BEGIN
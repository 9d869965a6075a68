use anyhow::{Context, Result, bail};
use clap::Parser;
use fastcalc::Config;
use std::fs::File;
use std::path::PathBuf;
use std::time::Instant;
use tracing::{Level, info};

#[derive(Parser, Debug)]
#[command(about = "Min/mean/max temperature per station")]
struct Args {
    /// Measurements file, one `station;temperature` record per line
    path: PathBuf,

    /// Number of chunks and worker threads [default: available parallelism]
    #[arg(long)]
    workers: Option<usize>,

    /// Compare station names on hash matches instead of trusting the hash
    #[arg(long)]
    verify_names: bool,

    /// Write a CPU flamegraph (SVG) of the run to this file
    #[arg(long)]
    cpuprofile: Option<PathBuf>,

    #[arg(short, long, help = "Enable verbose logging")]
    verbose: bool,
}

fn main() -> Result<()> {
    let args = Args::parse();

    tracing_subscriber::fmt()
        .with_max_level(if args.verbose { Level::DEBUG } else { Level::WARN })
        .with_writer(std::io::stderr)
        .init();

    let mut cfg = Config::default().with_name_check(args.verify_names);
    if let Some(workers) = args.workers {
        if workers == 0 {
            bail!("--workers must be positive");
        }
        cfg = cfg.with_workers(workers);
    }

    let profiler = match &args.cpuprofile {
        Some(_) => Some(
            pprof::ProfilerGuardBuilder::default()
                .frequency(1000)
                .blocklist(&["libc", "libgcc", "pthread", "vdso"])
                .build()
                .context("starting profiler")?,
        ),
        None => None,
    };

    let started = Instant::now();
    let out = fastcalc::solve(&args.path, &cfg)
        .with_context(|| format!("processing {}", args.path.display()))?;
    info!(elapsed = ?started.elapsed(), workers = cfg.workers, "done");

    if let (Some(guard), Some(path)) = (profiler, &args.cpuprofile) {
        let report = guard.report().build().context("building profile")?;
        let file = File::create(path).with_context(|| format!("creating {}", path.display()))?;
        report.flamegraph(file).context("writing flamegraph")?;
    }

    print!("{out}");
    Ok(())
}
END
Return a word-for-word copy of the lines above from the one holding "use std::time::Instant;" through the one holding "info!(elapsed = ?started.elapsed(), workers", with both of them included and nothing besides.

- Answer to the exercise:
use std::time::Instant;
use tracing::{Level, info};

#[derive(Parser, Debug)]
#[command(about = "Min/mean/max temperature per station")]
struct Args {
    /// Measurements file, one `station;temperature` record per line
    path: PathBuf,

    /// Number of chunks and worker threads [default: available parallelism]
    #[arg(long)]
    workers: Option<usize>,

    /// Compare station names on hash matches instead of trusting the hash
    #[arg(long)]
    verify_names: bool,

    /// Write a CPU flamegraph (SVG) of the run to this file
    #[arg(long)]
    cpuprofile: Option<PathBuf>,

    #[arg(short, long, help = "Enable verbose logging")]
    verbose: bool,
}

fn main() -> Result<()> {
    let args = Args::parse();

    tracing_subscriber::fmt()
        .with_max_level(if args.verbose { Level::DEBUG } else { Level::WARN })
        .with_writer(std::io::stderr)
        .init();

    let mut cfg = Config::default().with_name_check(args.verify_names);
    if let Some(workers) = args.workers {
        if workers == 0 {
            bail!("--workers must be positive");
        }
        cfg = cfg.with_workers(workers);
    }

    let profiler = match &args.cpuprofile {
        Some(_) => Some(
            pprof::ProfilerGuardBuilder::default()
                .frequency(1000)
                .blocklist(&["libc", "libgcc", "pthread", "vdso"])
                .build()
                .context("starting profiler")?,
        ),
        None => None,
    };

    let started = Instant::now();
    let out = fastcalc::solve(&args.path, &cfg)
        .with_context(|| format!("processing {}", args.path.display()))?;
    info!(elapsed = ?started.elapsed(), workers = cfg.workers, "done");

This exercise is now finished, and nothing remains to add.